Hoje, um vídeo produzido de forma amadora pode atingir um público que antes era inimaginável. O humorista Marcelo Adnet, por exemplo, divulgou há alguns meses em seu Twitter diversas histórias de TeleKwai, embora a maioria dos vídeos tenham sido baixados do TikTok.
GAZOLA VS BAHAMUT
Part esp CORUJA pic.twitter.com/YWfiogL2Up
— Marcelo Adnet (@MarceloAdnet) January 19, 2022
Dos mesmos autores de “você está com câncer de coração mas ele vai se sacrificar por você” vem aí: mais uma prova de que a dramaturgia ruim pode conter belas lições https://t.co/73oYq2LFvT pic.twitter.com/tBmTkDzA8O
— Marcelo Adnet (@MarceloAdnet) January 18, 2022
De acordo com os dados oficiais do Kwai, boa parte do público da plataforma é composto pelas classes C e D, com um percentual grande de jovens da região norte e nordeste do país. A criação de conteúdo foca em pessoas que vemos em nosso cotidiano.

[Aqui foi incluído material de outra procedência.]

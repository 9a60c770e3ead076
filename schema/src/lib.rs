//! Schema resolution for dynamic `PropertyBox` records
//!
//! `PropertyBox` records carry their shape at runtime, as a `FieldSet` of typed field
//! definitions, instead of as a static type. This crate turns those field sets into
//! documentation-ready serialization trees:
//!
//! - [`classify::TypeClassifier`] detects record bearing declared types (`PropertyBox`,
//!   `Vec<PropertyBox>`, `Option<PropertyBox>`, ...)
//! - [`constraints::map_constraints`] maps validation rules to schema constraints
//! - [`factory::SchemaFieldFactory`] builds one schema field per field definition
//! - [`resolve::SerializationTreeResolver`] walks field sets recursively behind a weak-keyed
//!   concurrent cache
//! - [`registration::ResourceRegistrationPipeline`] discovers the endpoints whose payloads get
//!   resolved
//!
//! ```
//! use propbox_schema::model::{DeclaredType, FieldDefinition, FieldSet, ValidationRule};
//! use propbox_schema::resolve::SerializationTreeResolver;
//!
//! # fn main() -> propbox_schema::Result<()> {
//! let person = FieldSet::named(
//!     "Person",
//!     [
//!         FieldDefinition::new("name", DeclaredType::string()).required(),
//!         FieldDefinition::new("age", DeclaredType::parse("i32")?)
//!             .with_rule(ValidationRule::range(0.0, 150.0)),
//!     ],
//! )?;
//!
//! let tree = SerializationTreeResolver::default().resolve(&person);
//! assert_eq!(tree.fields().len(), 2);
//! # Ok(())
//! # }
//! ```

pub mod classify;
mod constants;
pub mod constraints;
pub mod error;
pub mod factory;
pub mod model;
pub mod registration;
pub mod resolve;
pub mod tree;

pub use constants::{CACHE_SWEEP_INTERVAL, MAX_NESTING_DEPTH};
pub use error::{Error, Result};
use thiserror::Error;

use crate::registration::Lifecycle;

// Error message prefixes
const MSG_FAILED_TO_PREFIX: &str = "Failed to";
const MSG_INVALID_PREFIX: &str = "Invalid";
const MSG_MISSING_PREFIX: &str = "Missing";

/// Result type for the `propbox_schema` library
pub type Result<T> = std::result::Result<T, error_stack::Report<Error>>;

/// Error categories raised by the schema engine and the registration pipeline
///
/// Per-field problems during resolution are never surfaced through this type: an unmappable
/// field is dropped from its tree. Only configuration problems are errors.
#[derive(Error)]
pub enum Error {
    /// A field set was built with two fields sharing one name
    #[error("Duplicate field '{field}' in field set{}", set_suffix(.set.as_deref()))]
    DuplicateField {
        /// Name of the offending field
        field: String,
        /// Name of the field set, when it has one
        set:   Option<String>,
    },

    /// Generic failure with a preformatted message
    #[error("{0}")]
    General(String),

    /// An argument did not satisfy its contract
    #[error("Invalid argument: {0}")]
    InvalidArgument(String),

    /// A provider-like component was not registered as a singleton
    #[error(
        "Provider component '{name}' must be registered with singleton lifecycle, found {lifecycle}"
    )]
    InvalidLifecycle {
        /// Managed object name of the component
        name:      String,
        /// Lifecycle the component was registered with
        lifecycle: Lifecycle,
    },

    /// The registration sink refused a descriptor
    #[error("Registration failed: {0}")]
    Registration(String),

    /// A type expression could not be parsed
    #[error("Type expression error: {0}")]
    TypeExpression(String),
}

fn set_suffix(set: Option<&str>) -> String {
    set.map_or_else(String::new, |name| format!(" '{name}'"))
}

impl std::fmt::Debug for Error {
    fn fmt(&self, f: &mut std::fmt::Formatter<'_>) -> std::fmt::Result {
        match self {
            Self::DuplicateField { field, set } => f
                .debug_struct("DuplicateField")
                .field("field", field)
                .field("set", set)
                .finish(),
            Self::General(s) => f.debug_tuple("General").field(s).finish(),
            Self::InvalidArgument(s) => f.debug_tuple("InvalidArgument").field(s).finish(),
            Self::InvalidLifecycle { name, lifecycle } => f
                .debug_struct("InvalidLifecycle")
                .field("name", name)
                .field("lifecycle", lifecycle)
                .finish(),
            Self::Registration(s) => f.debug_tuple("Registration").field(s).finish(),
            Self::TypeExpression(s) => f.debug_tuple("TypeExpression").field(s).finish(),
        }
    }
}

impl Error {
    // Builder methods for common patterns

    /// Create a "Failed to X" error
    pub fn failed_to(action: &str, details: impl std::fmt::Display) -> Self {
        Self::General(format!("{MSG_FAILED_TO_PREFIX} {action}: {details}"))
    }

    /// Create an "Invalid X" error
    pub fn invalid(what: &str, details: impl std::fmt::Display) -> Self {
        Self::InvalidArgument(format!("{MSG_INVALID_PREFIX} {what}: {details}"))
    }

    /// Create a "Missing X" error
    pub fn missing(what: &str) -> Self {
        Self::InvalidArgument(format!("{MSG_MISSING_PREFIX} {what}"))
    }

    /// Create error for sink registration failures
    pub fn registration_failed(endpoint: &str, reason: impl std::fmt::Display) -> Self {
        Self::Registration(format!(
            "{MSG_FAILED_TO_PREFIX} register endpoint '{endpoint}': {reason}"
        ))
    }

    /// Create error for an unparseable type expression
    pub fn type_expression(expression: &str, reason: impl std::fmt::Display) -> Self {
        Self::TypeExpression(format!("'{expression}': {reason}"))
    }
}
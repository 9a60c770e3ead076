//! Shape of a record bearing declared type
//!
//! This enum represents the ways the record type can appear in a declared type: alone, as the
//! element of a list or set, as the value of a map, or wrapped in an optional.

use strum::{AsRefStr, Display};

/// Record bearing shape of a declared type
#[derive(Debug, Clone, PartialEq, Eq, Display, AsRefStr)]
pub enum TypeShape {
    /// A bare record
    Scalar,
    /// A list of records
    List {
        /// Element type is the record type
        element_is_record: bool,
    },
    /// A set of records
    Set {
        /// Element type is the record type
        element_is_record: bool,
        /// Always `true`: set elements are unique
        unique_items:      bool,
    },
    /// A map with record values; the key type is not resolved
    Map {
        /// Value type is the record type
        value_is_record: bool,
    },
    /// An optional wrapping one of the other shapes
    Optional(Box<Self>),
}

impl TypeShape {
    /// A list of records
    pub const fn list() -> Self {
        Self::List {
            element_is_record: true,
        }
    }

    /// A set of records
    pub const fn set() -> Self {
        Self::Set {
            element_is_record: true,
            unique_items:      true,
        }
    }

    /// A map with record values
    pub const fn map() -> Self {
        Self::Map {
            value_is_record: true,
        }
    }

    /// An optional wrapping `inner`
    pub fn optional(inner: Self) -> Self { Self::Optional(Box::new(inner)) }

    /// The shape with one level of optional removed
    pub fn unwrapped(&self) -> &Self {
        match self {
            Self::Optional(inner) => inner,
            other => other,
        }
    }

    /// True for list, set and map shapes (after unwrapping an optional)
    pub fn is_container(&self) -> bool {
        matches!(
            self.unwrapped(),
            Self::List { .. } | Self::Set { .. } | Self::Map { .. }
        )
    }

    /// Returns appropriate terminology for the records held by this shape
    ///
    /// Used in log messages instead of a generic "children".
    pub fn child_terminology(&self) -> &'static str {
        match self.unwrapped() {
            // `Optional` survives unwrapping only for `Option<Option<_>>`, which the classifier
            // never produces
            Self::Scalar | Self::Optional(_) => "fields",
            Self::List { .. } | Self::Set { .. } => "elements",
            Self::Map { .. } => "entries",
        }
    }
}
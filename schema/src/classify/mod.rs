//! Type classification
//!
//! Decides whether a declared type carries the record type and in which shape. Two strategies
//! exist: a generic-aware one that consults the host's `GenericTypeModel` to bind type
//! variables and expand named aliases, and a raw-type one that only trusts concrete type
//! arguments written on the declared type itself. The strategy is chosen once, when the
//! classifier is built.

mod generic_model;
mod type_shape;

use std::fmt;
use std::sync::Arc;

pub use generic_model::{DeclaredTypeExpr, GenericTypeModel, TypeBindings};
use tracing::{debug, warn};
pub use type_shape::TypeShape;

use crate::constants::MAX_ALIAS_HOPS;
use crate::model::{DeclaredType, RawType, TypeArgument};

/// Resolution strategy selected at construction
#[derive(Clone)]
enum Strategy {
    /// Precise path: variables and aliases resolved through the host model
    GenericAware(Arc<dyn GenericTypeModel>),
    /// Fallback path: only concrete arguments are visible
    RawType,
}

/// Classifies declared types as record bearing shapes
#[derive(Clone)]
pub struct TypeClassifier {
    strategy: Strategy,
}

impl TypeClassifier {
    /// Probe the host's capabilities and pick the matching strategy
    ///
    /// The generic-aware strategy is used when a model is available and reports generic
    /// support; otherwise classification falls back to raw types.
    pub fn probe(model: Option<Arc<dyn GenericTypeModel>>) -> Self {
        match model {
            Some(model) if model.supports_generics() => {
                debug!("Type classification uses generic-aware introspection");
                Self {
                    strategy: Strategy::GenericAware(model),
                }
            }
            Some(_) => {
                debug!("Generic type model reports no generic support, using raw types");
                Self::raw()
            }
            None => {
                debug!("No generic type model available, using raw types");
                Self::raw()
            }
        }
    }

    /// A classifier that only looks at raw types and concrete arguments
    pub const fn raw() -> Self {
        Self {
            strategy: Strategy::RawType,
        }
    }

    /// True when the generic-aware strategy was selected
    pub const fn is_generic_aware(&self) -> bool {
        matches!(self.strategy, Strategy::GenericAware(_))
    }

    /// Classify `declared` as a record bearing shape
    ///
    /// Returns `None` for types unrelated to the record type. `Option` is unwrapped one level
    /// only, so `Option<Option<PropertyBox>>` is not applicable.
    pub fn classify(&self, declared: &DeclaredType) -> Option<TypeShape> {
        self.classify_level(declared, true)
    }

    fn classify_level(&self, declared: &DeclaredType, allow_optional: bool) -> Option<TypeShape> {
        let declared = self.canonical(declared)?;
        match declared.raw() {
            RawType::Record => Some(TypeShape::Scalar),
            RawType::List => self.argument_is_record(&declared, 0).then(TypeShape::list),
            RawType::Set => self.argument_is_record(&declared, 0).then(TypeShape::set),
            RawType::Map => self.argument_is_record(&declared, 1).then(TypeShape::map),
            RawType::Optional if allow_optional => self
                .argument(&declared, 0)
                .and_then(|inner| self.classify_level(&inner, false))
                .map(TypeShape::optional),
            _ => None,
        }
    }

    /// Resolve named aliases to their generic supertype
    ///
    /// The raw-type strategy cannot see through aliases and returns the type unchanged. The
    /// generic-aware strategy follows at most `MAX_ALIAS_HOPS` aliases; longer chains are
    /// treated as malformed metadata.
    pub fn canonical(&self, declared: &DeclaredType) -> Option<DeclaredType> {
        let Strategy::GenericAware(model) = &self.strategy else {
            return Some(declared.clone());
        };

        let mut current = declared.clone();
        for _ in 0..MAX_ALIAS_HOPS {
            if current.raw() != RawType::Named {
                return Some(current);
            }
            match model.generic_supertype(current.name()) {
                Some(supertype) => current = supertype,
                None => return Some(current),
            }
        }

        warn!(
            declared_type = %declared,
            "Alias chain exceeds {MAX_ALIAS_HOPS} hops - treating type as unresolvable"
        );
        None
    }

    /// The generic argument at `index`, with variables bound where the strategy allows
    pub fn argument(&self, declared: &DeclaredType, index: usize) -> Option<DeclaredType> {
        match declared.argument(index)? {
            TypeArgument::Concrete(argument) => Some(argument.clone()),
            TypeArgument::Variable(variable) => match &self.strategy {
                Strategy::GenericAware(model) => model.bound_variable(variable),
                Strategy::RawType => None,
            },
        }
    }

    fn argument_is_record(&self, declared: &DeclaredType, index: usize) -> bool {
        self.argument(declared, index)
            .and_then(|argument| self.canonical(&argument))
            .is_some_and(|argument| argument.raw() == RawType::Record)
    }
}

impl Default for TypeClassifier {
    fn default() -> Self { Self::raw() }
}

impl fmt::Debug for TypeClassifier {
    fn fmt(&self, f: &mut fmt::Formatter<'_>) -> fmt::Result {
        let strategy = match self.strategy {
            Strategy::GenericAware(_) => "GenericAware",
            Strategy::RawType => "RawType",
        };
        f.debug_struct("TypeClassifier")
            .field("strategy", &strategy)
            .finish()
    }
}

#[cfg(test)]
#[allow(clippy::unwrap_used, reason = "tests")]
mod tests {
    use super::*;

    fn parse(expression: &str) -> DeclaredType { DeclaredType::parse(expression).unwrap() }

    fn generic_classifier() -> TypeClassifier {
        let bindings = TypeBindings::new()
            .bind_variable("T", DeclaredType::record())
            .bind_variable("N", DeclaredType::new("i32"))
            .alias("PersonList", parse("Vec<PropertyBox>"))
            .alias("Roster", DeclaredType::new("PersonList"))
            .alias("Loop", DeclaredType::new("Loop"));
        TypeClassifier::probe(Some(Arc::new(bindings)))
    }

    #[test]
    fn test_bare_and_wrapped_records() {
        for classifier in [TypeClassifier::raw(), generic_classifier()] {
            assert_eq!(classifier.classify(&parse("PropertyBox")), Some(TypeShape::Scalar));
            assert_eq!(classifier.classify(&parse("Vec<PropertyBox>")), Some(TypeShape::list()));
            assert_eq!(
                classifier.classify(&parse("BTreeSet<PropertyBox>")),
                Some(TypeShape::Set {
                    element_is_record: true,
                    unique_items:      true,
                })
            );
            assert_eq!(
                classifier.classify(&parse("HashMap<String, PropertyBox>")),
                Some(TypeShape::map())
            );
            assert_eq!(
                classifier.classify(&parse("Option<PropertyBox>")),
                Some(TypeShape::optional(TypeShape::Scalar))
            );
            assert_eq!(
                classifier.classify(&parse("Option<Vec<PropertyBox>>")),
                Some(TypeShape::optional(TypeShape::list()))
            );
        }
    }

    #[test]
    fn test_unrelated_types_are_not_applicable() {
        let classifier = TypeClassifier::raw();
        assert_eq!(classifier.classify(&parse("Vec<i32>")), None);
        assert_eq!(classifier.classify(&parse("String")), None);
        assert_eq!(classifier.classify(&parse("HashMap<PropertyBox, String>")), None);
        assert_eq!(classifier.classify(&parse("Vec<Vec<PropertyBox>>")), None);
        assert_eq!(classifier.classify(&parse("Option<Option<PropertyBox>>")), None);
    }

    #[test]
    fn test_bare_container_is_never_record_bearing() {
        for classifier in [TypeClassifier::raw(), generic_classifier()] {
            assert_eq!(classifier.classify(&parse("Vec")), None);
            assert_eq!(classifier.classify(&parse("HashMap<String>")), None);
        }
    }

    #[test]
    fn test_raw_strategy_cannot_see_variables_or_aliases() {
        let classifier = TypeClassifier::raw();
        assert!(!classifier.is_generic_aware());
        assert_eq!(classifier.classify(&parse("Vec<T>")), None);
        assert_eq!(classifier.classify(&parse("PersonList")), None);
    }

    #[test]
    fn test_generic_strategy_binds_variables_and_aliases() {
        let classifier = generic_classifier();
        assert!(classifier.is_generic_aware());
        assert_eq!(classifier.classify(&parse("Vec<T>")), Some(TypeShape::list()));
        assert_eq!(classifier.classify(&parse("Vec<N>")), None);
        assert_eq!(classifier.classify(&parse("Vec<U>")), None);
        assert_eq!(classifier.classify(&parse("PersonList")), Some(TypeShape::list()));
        assert_eq!(
            classifier.classify(&parse("Option<Roster>")),
            Some(TypeShape::optional(TypeShape::list()))
        );
        assert_eq!(classifier.classify(&parse("Loop")), None);
    }

    #[test]
    fn test_probe_falls_back_without_generic_support() {
        struct Erased;
        impl GenericTypeModel for Erased {
            fn supports_generics(&self) -> bool { false }

            fn bound_variable(&self, _variable: &str) -> Option<DeclaredType> {
                Some(DeclaredType::record())
            }

            fn generic_supertype(&self, _type_name: &str) -> Option<DeclaredType> { None }
        }

        let classifier = TypeClassifier::probe(Some(Arc::new(Erased)));
        assert!(!classifier.is_generic_aware());
        assert_eq!(classifier.classify(&parse("Vec<T>")), None);
        assert!(!TypeClassifier::probe(None).is_generic_aware());
    }
}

Rafaela Lotto, do YouPix, também atribui esse sucesso à identificação do público com o conteúdo. “As histórias geram muita identificação porque são inspiradas, produzidas e encenadas por pessoas reais, iguaizinhas às que as assistem. É uma conexão muito genuína e difícil de ser replicada em outro ambiente tão democrático como a internet”, comenta.
Produção x emoção
A audiência das novelas tradicionais na televisão brasileira vem sofrendo uma queda. Segundo dados da Kantar Ibope Media e divulgados pelo UOL, a televisão aberta perdeu metade da sua audiência nos últimos 20 anos — principalmente com os jovens, que migraram para a internet e serviços de streaming.
Mesmo com essa mudança de plataforma, os hábitos continuam os mesmos. A Kwai destaca que o Brasil tem a novela como paixão nacional, além de ser o país da América Latina que mais consome novelas e o terceiro país que mais usa redes sociais no mundo.
“As mininovelas são a união dessas duas preferências nacionais só que em formato curto de até dois minutos e na vertical, se tornando uma opção de entretenimento para aqueles que consomem conteúdo pelo celular”, explica a empresa.
Outro ponto a ser questionado é que o excesso de primor técnico pode ter afastado a identificação que o público tinha com as novelas. “A linguagem é resultado do repertório do usuário, que não é um profissional. Ou seja, é uma linguagem que nasce do recurso disponível: ‘uma câmera na mão e uma ideia na cabeça’, apesar de que não sei o que Glauber Rocha (cineasta) diria sobre sua frase sendo empregada para descrever novelinhas da internet”, finaliza Lotto.